//! Snapshots of remote tracker state read during reconciliation.

use super::{ProjectGid, SectionGid, TaskGid};
use serde::{Deserialize, Serialize};

/// A project reference with its display name.
#[derive(Debug, Clone, PartialEq, Eq, Serialize, Deserialize)]
pub struct ProjectRef {
    /// Project gid.
    pub gid: ProjectGid,
    /// Project display name.
    pub name: String,
}

impl ProjectRef {
    /// Creates a project reference.
    #[must_use]
    pub fn new(gid: impl Into<String>, name: impl Into<String>) -> Self {
        Self {
            gid: ProjectGid::new(gid),
            name: name.into(),
        }
    }
}

/// A section reference with its display name.
#[derive(Debug, Clone, PartialEq, Eq, Serialize, Deserialize)]
pub struct SectionRef {
    /// Section gid.
    pub gid: SectionGid,
    /// Section display name.
    pub name: String,
}

impl SectionRef {
    /// Creates a section reference.
    #[must_use]
    pub fn new(gid: impl Into<String>, name: impl Into<String>) -> Self {
        Self {
            gid: SectionGid::new(gid),
            name: name.into(),
        }
    }
}

/// A task's membership in one project.
#[derive(Debug, Clone, PartialEq, Eq, Serialize, Deserialize)]
pub struct ProjectMembership {
    /// The project the task belongs to.
    pub project: ProjectRef,
    /// The task's current section in that project, when the tracker reports one.
    pub section: Option<SectionRef>,
}

/// Project memberships of a task as read from the tracker.
#[derive(Debug, Clone, PartialEq, Eq, Serialize, Deserialize)]
pub struct TrackedTask {
    gid: TaskGid,
    memberships: Vec<ProjectMembership>,
}

impl TrackedTask {
    /// Creates a task snapshot.
    #[must_use]
    pub const fn new(gid: TaskGid, memberships: Vec<ProjectMembership>) -> Self {
        Self { gid, memberships }
    }

    /// Returns the task gid.
    #[must_use]
    pub const fn gid(&self) -> &TaskGid {
        &self.gid
    }

    /// Returns every project membership.
    #[must_use]
    pub fn memberships(&self) -> &[ProjectMembership] {
        &self.memberships
    }

    /// Finds the membership for a project by display name.
    #[must_use]
    pub fn membership_in(&self, project_name: &str) -> Option<&ProjectMembership> {
        self.memberships
            .iter()
            .find(|membership| membership.project.name == project_name)
    }
}

/// A comment previously posted on a task.
#[derive(Debug, Clone, PartialEq, Eq, Serialize, Deserialize)]
pub struct TaskComment {
    /// Comment text.
    pub text: String,
}

impl TaskComment {
    /// Creates a comment value.
    #[must_use]
    pub fn new(text: impl Into<String>) -> Self {
        Self { text: text.into() }
    }
}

#####

Exercise objective: Return each line among the entries that holds the word "SectionRef".

Result for this exercise:
pub struct SectionRef {
impl SectionRef {
    pub section: Option<SectionRef>,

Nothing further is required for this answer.